The interior of the car was warm but sordid. Living utensils and army paraphernalia were strewn around, with scraps of food. In an alcove behind, two rumpled bunks showed indistinctly. Outside the wind was blowing, bringing down the febrile, incessant tootings of locomotive switchers up the yards, where swarthy engineers in lambskin hats signaled their yardmen with maximum of noise and blunder.
They were lean-jawed, copper-faced men with khaki shirts torn open roughly at their throats. One had the insignia of the United States Engineering Corps (officially known as the “Stevens Mission”) on his pocket. The others were Red Triangle “secretaries.” And the air was blue with their pipe smoke. They talked horrors which will never be written in books.

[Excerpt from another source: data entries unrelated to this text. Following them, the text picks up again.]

//! Offline simulator: mock chain -> entry -> ledger -> mark -> exit.

use anyhow::Context;
use chrono::{DateTime, Utc};

use crate::config::{AppConfig, Direction};
use crate::engines::{DayStats, EntryEngine, ExitDecision, ExitPolicy, RiskEngine};
use crate::feed::MockFeed;
use crate::ledger::{LedgerSummary, TradeLedger};
use crate::selector::{NearestItmSelector, StrikeSelector};
use crate::sink::SharedSink;
use crate::types::{Signal, Trade};
use crate::utils::sanitize_symbol;

pub struct Simulator {
    cfg: AppConfig,
    feed: MockFeed,
    ledger: TradeLedger,
    entry: EntryEngine,
    exit: ExitPolicy,
    risk: RiskEngine,
    sink: SharedSink,
}

impl Simulator {
    pub fn new(cfg: AppConfig, sink: SharedSink) -> anyhow::Result<Self> {
        let selector = Box::new(NearestItmSelector::new(sink.clone()));
        Self::with_selector(cfg, selector, sink)
    }

    pub fn with_selector(
        cfg: AppConfig,
        selector: Box<dyn StrikeSelector>,
        sink: SharedSink,
    ) -> anyhow::Result<Self> {
        cfg.validate().context("invalid simulator config")?;
        let exit = ExitPolicy::from_cfg(&cfg.exit)?;
        Ok(Self {
            feed: MockFeed::new(cfg.seed),
            ledger: TradeLedger::with_sink(sink.clone()),
            entry: EntryEngine::new(selector, &cfg).with_sink(sink.clone()),
            risk: RiskEngine::from_cfg(&cfg.risk),
            exit,
            sink,
            cfg,
        })
    }

    pub fn ledger(&self) -> &TradeLedger {
        &self.ledger
    }

    fn signal(&mut self) -> Signal {
        match self.cfg.direction {
            Direction::BuyCall => Signal::Bullish,
            Direction::BuyPut => Signal::Bearish,
            Direction::Random => self.feed.random_signal(),
        }
    }

    /// One entry attempt for `symbol`. Returns the trade as it stands after
    /// the simulated tick, or `None` when risk or selection declined.
    pub fn run_for_symbol(&mut self, symbol: &str, now: DateTime<Utc>) -> anyhow::Result<Option<Trade>> {
        let symbol = sanitize_symbol(symbol);

        let stats = DayStats::from_ledger(&self.ledger, now.date_naive(), self.cfg.capital);
        if let Err(rejection) = self.risk.pre_check(&stats) {
            self.sink.warn(&format!("Risk rejected {symbol}: {rejection}"));
            return Ok(None);
        }

        let snap = self.feed.snapshot(&symbol);
        self.sink.info(&format!(
            "Snapshot for {symbol}: spot={:.2} strikes={}",
            snap.spot,
            snap.strikes.len()
        ));

        let signal = self.signal();
        let Some(req) = self
            .entry
            .try_enter(&symbol, signal, &snap)
            .with_context(|| format!("select strike for {symbol}"))?
        else {
            self.sink.warn(&format!("No candidate found for {symbol}; skipping"));
            return Ok(None);
        };

        let trade = self.ledger.open_at(req.with_metadata("selector", "sim"), now);

        let new_premium = self.feed.next_premium(trade.entry_price, self.cfg.move_range_pct);
        let marked = self.ledger.update_mark(&trade.id, new_premium)?;
        self.sink.info(&format!(
            "Updated mark for trade {}: {:.2} (unrealized {:+.2})",
            trade.id, new_premium, marked.trade.unrealized_pnl
        ));

        // same UTC clock as the risk day above
        match self.exit.evaluate(trade.entry_price, new_premium, now.time()) {
            ExitDecision::Exit(reason) => {
                self.sink.info(&format!("Exit {} on {:?}", trade.id, reason));
                let closed = self.ledger.close(&trade.id, new_premium, Some(now))?;
                Ok(Some(closed))
            }
            ExitDecision::Hold => Ok(Some(marked.trade)),
        }
    }

    /// Every configured symbol once; a failing symbol is logged and skipped.
    pub fn run(&mut self) -> LedgerSummary {
        self.run_at(Utc::now())
    }

    pub fn run_at(&mut self, now: DateTime<Utc>) -> LedgerSummary {
        let symbols = self.cfg.symbols.clone();
        for s in &symbols {
            if let Err(e) = self.run_for_symbol(s, now) {
                self.sink.warn(&format!("Error running symbol {s}: {e:#}"));
            }
        }
        let summary = self.ledger.summary();
        self.sink.info(&format!(
            "Simulation summary: open={} closed={} realized={} fees={} net={}",
            summary.count_open,
            summary.count_closed,
            summary.total_realized,
            summary.total_fees,
            summary.net
        ));
        summary
    }
}

#[cfg(test)]
mod tests {
    use super::*;
    use crate::error::SelectError;
    use crate::selector::SelectionFilters;
    use crate::sink::{self, EventLevel, RecordingSink};
    use crate::types::{OptionRecord, OptionSide};
    use chrono::TimeZone;

    fn at() -> DateTime<Utc> {
        Utc.with_ymd_and_hms(2024, 3, 1, 4, 0, 0).unwrap()
    }

    fn cfg() -> AppConfig {
        AppConfig {
            symbols: vec!["nifty_synth".into(), "RELIANCE_SYNTH".into(), "BANK_SYNTH".into()],
            seed: Some(11),
            direction: Direction::BuyCall,
            ..AppConfig::default()
        }
    }

    #[test]
    fn run_books_one_trade_per_symbol_consistently() {
        let mut sim = Simulator::new(cfg(), sink::noop()).unwrap();
        let summary = sim.run_at(at());

        assert_eq!(summary.count_open + summary.count_closed, 3);
        let trades = sim.ledger().trades();
        assert_eq!(trades[0].symbol, "NIFTY_SYNTH");
        for t in trades {
            assert_eq!(t.side, OptionSide::Call);
            assert_eq!(t.metadata["selector"], "sim");
            assert_eq!(t.net_pnl, crate::pnl::round6(t.realized_pnl + t.unrealized_pnl - t.fees));
        }
    }

    #[test]
    fn same_seed_same_run() {
        let a = Simulator::new(cfg(), sink::noop()).unwrap().run_at(at());
        let b = Simulator::new(cfg(), sink::noop()).unwrap().run_at(at());
        assert_eq!(a, b);
    }

    #[test]
    fn tight_exit_thresholds_close_everything() {
        let mut c = cfg();
        c.exit.target_pct = 0.0;
        c.exit.stoploss_pct = 0.0;
        let summary = Simulator::new(c, sink::noop()).unwrap().run_at(at());
        assert_eq!(summary.count_closed, 3);
        assert_eq!(summary.count_open, 0);
    }

    #[test]
    fn risk_caps_trades_per_day() {
        let sink = RecordingSink::new();
        let mut c = cfg();
        c.risk.max_trades_per_day = 2;
        let summary = Simulator::new(c, sink.clone()).unwrap().run_at(at());
        assert_eq!(summary.count_open + summary.count_closed, 2);
        assert!(sink.contains(EventLevel::Warn, "Risk rejected BANK_SYNTH"));
    }

    struct Broken;

    impl StrikeSelector for Broken {
        fn select(
            &self,
            _candidates: &[OptionRecord],
            _spot: f64,
            side: &str,
            _filters: &SelectionFilters,
        ) -> Result<Option<OptionRecord>, SelectError> {
            Err(SelectError::InvalidSide(side.to_string()))
        }
    }

    struct Nothing;

    impl StrikeSelector for Nothing {
        fn select(
            &self,
            _candidates: &[OptionRecord],
            _spot: f64,
            _side: &str,
            _filters: &SelectionFilters,
        ) -> Result<Option<OptionRecord>, SelectError> {
            Ok(None)
        }
    }

    #[test]
    fn selector_errors_are_logged_per_symbol() {
        let sink = RecordingSink::new();
        let mut sim = Simulator::with_selector(cfg(), Box::new(Broken), sink.clone()).unwrap();
        let summary = sim.run_at(at());
        assert_eq!(summary, LedgerSummary::default());
        assert_eq!(
            sink.events()
                .iter()
                .filter(|(l, m)| *l == EventLevel::Warn && m.starts_with("Error running symbol"))
                .count(),
            3
        );
    }

    #[test]
    fn no_candidate_skips_symbol() {
        let sink = RecordingSink::new();
        let mut sim = Simulator::with_selector(cfg(), Box::new(Nothing), sink.clone()).unwrap();
        assert!(sim.run_for_symbol("X", at()).unwrap().is_none());
        assert!(sink.contains(EventLevel::Warn, "No candidate found for X"));
        assert!(sim.ledger().is_empty());
    }

    #[test]
    fn eod_cutoff_and_risk_day_share_the_utc_clock() {
        let eod_only = || {
            let mut c = cfg();
            c.exit.eod_exit_enabled = true;
            c.exit.target_pct = 1_000.0;
            c.exit.stoploss_pct = 1_000.0;
            c.exit.eod_time = "23:30".into();
            c
        };
        let late = Utc.with_ymd_and_hms(2024, 3, 1, 23, 45, 0).unwrap();
        let mut sim = Simulator::new(eod_only(), sink::noop()).unwrap();
        let summary = sim.run_at(late);
        assert_eq!(summary.count_closed, 3);
        for t in sim.ledger().trades() {
            assert_eq!(t.closed_at.map(|c| c.date_naive()), Some(late.date_naive()));
        }

        let early = Utc.with_ymd_and_hms(2024, 3, 1, 23, 15, 0).unwrap();
        let summary = Simulator::new(eod_only(), sink::noop()).unwrap().run_at(early);
        assert_eq!(summary.count_open, 3);
    }

    #[test]
    fn invalid_config_is_rejected() {
        let mut c = cfg();
        c.selection.delta_min = 0.9;
        c.selection.delta_max = 0.1;
        assert!(Simulator::new(c, sink::noop()).is_err());
    }
}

A pause came in their conversation. The locomotive blasts died down. For a time the silence was so deep the only sound was the crackle of the flames in the stove or a meditative tapping of a briar-stem against the smaller man’s teeth. The deepness of that silence was suddenly disturbed by a noise. It was a noise like a cry. It was followed by a thud. Some one had fallen on the outside steps.

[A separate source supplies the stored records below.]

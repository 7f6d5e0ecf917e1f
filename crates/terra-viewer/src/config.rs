use clap::Parser;
use std::path::PathBuf;
use terra::starfield::StarFieldParams;

/// `terra` - An interactive point-cloud globe.
///
/// Renders a wireframe sphere, a textured point-cloud terrain that bulges and
/// glows under the cursor, and a background star field.
#[derive(Parser, Debug, Clone)]
#[command(version, about, long_about = None)]
pub struct Config {
    /// Directory holding the sprite and globe textures.
    ///
    /// Expected files: `circle.png`, `04_rainbow1k.jpg`, `00_earthmap1k.jpg`,
    /// `01_earthbump1k.jpg` and `02_earthspec1k.jpg`. Missing files are
    /// logged and rendered black.
    #[arg(long, env = "TERRA_ASSETS_DIR", default_value = "assets")]
    pub assets_dir: PathBuf,

    /// Number of background stars.
    #[arg(long, env = "TERRA_STAR_COUNT", default_value_t = 4500)]
    pub star_count: usize,

    /// Seed for the star field. A fresh field is drawn every run when unset.
    #[arg(long, env = "TERRA_STAR_SEED")]
    pub star_seed: Option<u64>,

    /// Icosphere subdivision of the terrain point cloud.
    #[arg(
        long,
        env = "TERRA_POINT_DETAIL",
        default_value_t = 120,
        value_parser = clap::value_parser!(u32).range(0..=400)
    )]
    pub point_detail: u32,

    /// Icosphere subdivision of the wireframe scaffold, which is also the
    /// surface the cursor is picked against.
    #[arg(
        long,
        env = "TERRA_SCAFFOLD_DETAIL",
        default_value_t = 16,
        value_parser = clap::value_parser!(u32).range(0..=64)
    )]
    pub scaffold_detail: u32,

    /// Globe spin per frame, radians.
    #[arg(long, env = "TERRA_ROTATION_STEP", default_value_t = 0.002)]
    pub rotation_step: f32,

    /// Initial window width in logical pixels.
    #[arg(long, default_value_t = 1280)]
    pub width: u32,

    /// Initial window height in logical pixels.
    #[arg(long, default_value_t = 720)]
    pub height: u32,

    /// Show the diagnostics overlay.
    #[arg(long, env = "TERRA_HUD")]
    pub hud: bool,
}

impl Config {
    pub fn star_params(&self) -> StarFieldParams {
        StarFieldParams {
            count: self.star_count,
            ..Default::default()
        }
    }
}

#[cfg(test)]
mod tests {
    use super::*;

    #[test]
    fn defaults() {
        let cfg = Config::try_parse_from(["terra"]).unwrap();
        assert_eq!(cfg.assets_dir, PathBuf::from("assets"));
        assert_eq!(cfg.star_count, 4500);
        assert_eq!(cfg.star_seed, None);
        assert_eq!(cfg.point_detail, 120);
        assert_eq!(cfg.scaffold_detail, 16);
        assert_eq!(cfg.rotation_step, 0.002);
        assert_eq!((cfg.width, cfg.height), (1280, 720));
        assert!(!cfg.hud);
    }

    #[test]
    fn flags_override_defaults() {
        let cfg = Config::try_parse_from([
            "terra",
            "--star-count",
            "0",
            "--star-seed",
            "42",
            "--point-detail",
            "8",
            "--hud",
        ])
        .unwrap();
        assert_eq!(cfg.star_params().count, 0);
        assert_eq!(cfg.star_params().outer_radius, 50.0);
        assert_eq!(cfg.star_seed, Some(42));
        assert_eq!(cfg.point_detail, 8);
        assert!(cfg.hud);
    }

    #[test]
    fn oversized_detail_is_rejected() {
        assert!(Config::try_parse_from(["terra", "--point-detail", "5000"]).is_err());
    }
}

A burly young fellow from Scranton, Pennsylvania, in charge of the Y. train at the moment, leapt up and opened the door. “What do you want?” he cried irritably into the dark. Some drunken trainman was probably after “pappyroose”—Russian cigarettes—again.
“Give me a hand, will you? This is the Y. car, isn’t it? I’m—all—in!”

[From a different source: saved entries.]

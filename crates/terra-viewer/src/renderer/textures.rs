//! GPU copies of the globe images, one slot per [`AssetKind`].

use crate::assets::{check_texture_size, AssetError, AssetKind};
use image::RgbaImage;
use std::path::Path;

/// Opaque black; what every slot shows until its image arrives.
const PLACEHOLDER_TEXEL: [u8; 4] = [0, 0, 0, 255];

pub fn texture_format(kind: AssetKind) -> wgpu::TextureFormat {
    if kind.is_color() {
        wgpu::TextureFormat::Rgba8UnormSrgb
    } else {
        wgpu::TextureFormat::Rgba8Unorm
    }
}

pub struct TextureSlot {
    _texture: wgpu::Texture,
    pub view: wgpu::TextureView,
    pub size: (u32, u32),
    pub loaded: bool,
}

pub struct GlobeTextures {
    slots: Vec<TextureSlot>,
    pub sampler: wgpu::Sampler,
    generation: u64,
}

impl GlobeTextures {
    pub fn new(device: &wgpu::Device, queue: &wgpu::Queue) -> Self {
        let slots = AssetKind::ALL
            .iter()
            .map(|&kind| upload(device, queue, kind, 1, 1, &PLACEHOLDER_TEXEL, false))
            .collect();

        let sampler = device.create_sampler(&wgpu::SamplerDescriptor {
            label: Some("Globe Sampler"),
            address_mode_u: wgpu::AddressMode::ClampToEdge,
            address_mode_v: wgpu::AddressMode::ClampToEdge,
            address_mode_w: wgpu::AddressMode::ClampToEdge,
            mag_filter: wgpu::FilterMode::Linear,
            min_filter: wgpu::FilterMode::Linear,
            mipmap_filter: wgpu::FilterMode::Nearest,
            ..Default::default()
        });

        Self {
            slots,
            sampler,
            generation: 0,
        }
    }

    #[inline]
    pub fn view(&self, kind: AssetKind) -> &wgpu::TextureView {
        &self.slots[kind.index()].view
    }

    #[inline]
    pub fn slot(&self, kind: AssetKind) -> &TextureSlot {
        &self.slots[kind.index()]
    }

    /// Bumped on every [`GlobeTextures::replace`]; bind groups built against
    /// an older value are stale.
    #[inline]
    pub fn generation(&self) -> u64 {
        self.generation
    }

    pub fn loaded_count(&self) -> usize {
        self.slots.iter().filter(|s| s.loaded).count()
    }

    /// Swaps the placeholder (or a previous image) for `image`. Images past
    /// the device's texture limit leave the slot untouched.
    pub fn replace(
        &mut self,
        device: &wgpu::Device,
        queue: &wgpu::Queue,
        kind: AssetKind,
        path: &Path,
        image: &RgbaImage,
    ) -> Result<(), AssetError> {
        check_texture_size(path, image, device.limits().max_texture_dimension_2d)?;
        let (w, h) = image.dimensions();
        self.slots[kind.index()] = upload(device, queue, kind, w, h, image.as_raw(), true);
        self.generation += 1;
        log::info!("Texture {} ready ({}x{})", kind.file_name(), w, h);
        Ok(())
    }
}

fn upload(
    device: &wgpu::Device,
    queue: &wgpu::Queue,
    kind: AssetKind,
    width: u32,
    height: u32,
    rgba: &[u8],
    loaded: bool,
) -> TextureSlot {
    let extent = wgpu::Extent3d {
        width,
        height,
        depth_or_array_layers: 1,
    };
    let texture = device.create_texture(&wgpu::TextureDescriptor {
        label: Some(kind.file_name()),
        size: extent,
        mip_level_count: 1,
        sample_count: 1,
        dimension: wgpu::TextureDimension::D2,
        format: texture_format(kind),
        usage: wgpu::TextureUsages::TEXTURE_BINDING | wgpu::TextureUsages::COPY_DST,
        view_formats: &[],
    });

    queue.write_texture(
        wgpu::ImageCopyTexture {
            texture: &texture,
            mip_level: 0,
            origin: wgpu::Origin3d::ZERO,
            aspect: wgpu::TextureAspect::All,
        },
        rgba,
        wgpu::ImageDataLayout {
            offset: 0,
            bytes_per_row: Some(4 * width),
            rows_per_image: Some(height),
        },
        extent,
    );

    TextureSlot {
        view: texture.create_view(&wgpu::TextureViewDescriptor::default()),
        _texture: texture,
        size: (width, height),
        loaded,
    }
}

#[cfg(test)]
mod tests {
    use super::*;

    #[test]
    fn color_maps_decode_as_srgb() {
        assert_eq!(
            texture_format(AssetKind::SurfaceColor),
            wgpu::TextureFormat::Rgba8UnormSrgb
        );
        assert_eq!(
            texture_format(AssetKind::StarSprite),
            wgpu::TextureFormat::Rgba8UnormSrgb
        );
        // Height and mask values must reach the shader untouched.
        assert_eq!(texture_format(AssetKind::Elevation), wgpu::TextureFormat::Rgba8Unorm);
        assert_eq!(texture_format(AssetKind::OceanMask), wgpu::TextureFormat::Rgba8Unorm);
    }
}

“My God!” cried the Y. man. “It’s a Yank!”
They helped the stranger into the car. The door was closed, shutting out the murky night. The stranger sank on an inverted box by the wall shelf and for a minute leaned his forehead over on his wrist. Then he raised a gaunt, haggard face and looked at each man in turn.
The three saw a fellow countryman of twenty-eight or thirty who might have come through the well-known Inferno as amanuensis for the late Mr. Dante. His uniform was foul with grease, dried mud, stains of origin beyond explanation. His eyes were deep-sunken. Hair fell an inch over his collar. His thin beard was stringy and ragged. He wore an old Russian hat with a great chunk of the lamb-wool missing in front.
“I just got in,” he said, “train pulled in a few minutes ago—haven’t eaten anything for two days—rode for the past forty-eight hours packed away in a dark berth behind two stinking Chinamen. Who’s got a—cigarette?”
Three pairs of hands began frantically fumbling in six pairs of pockets.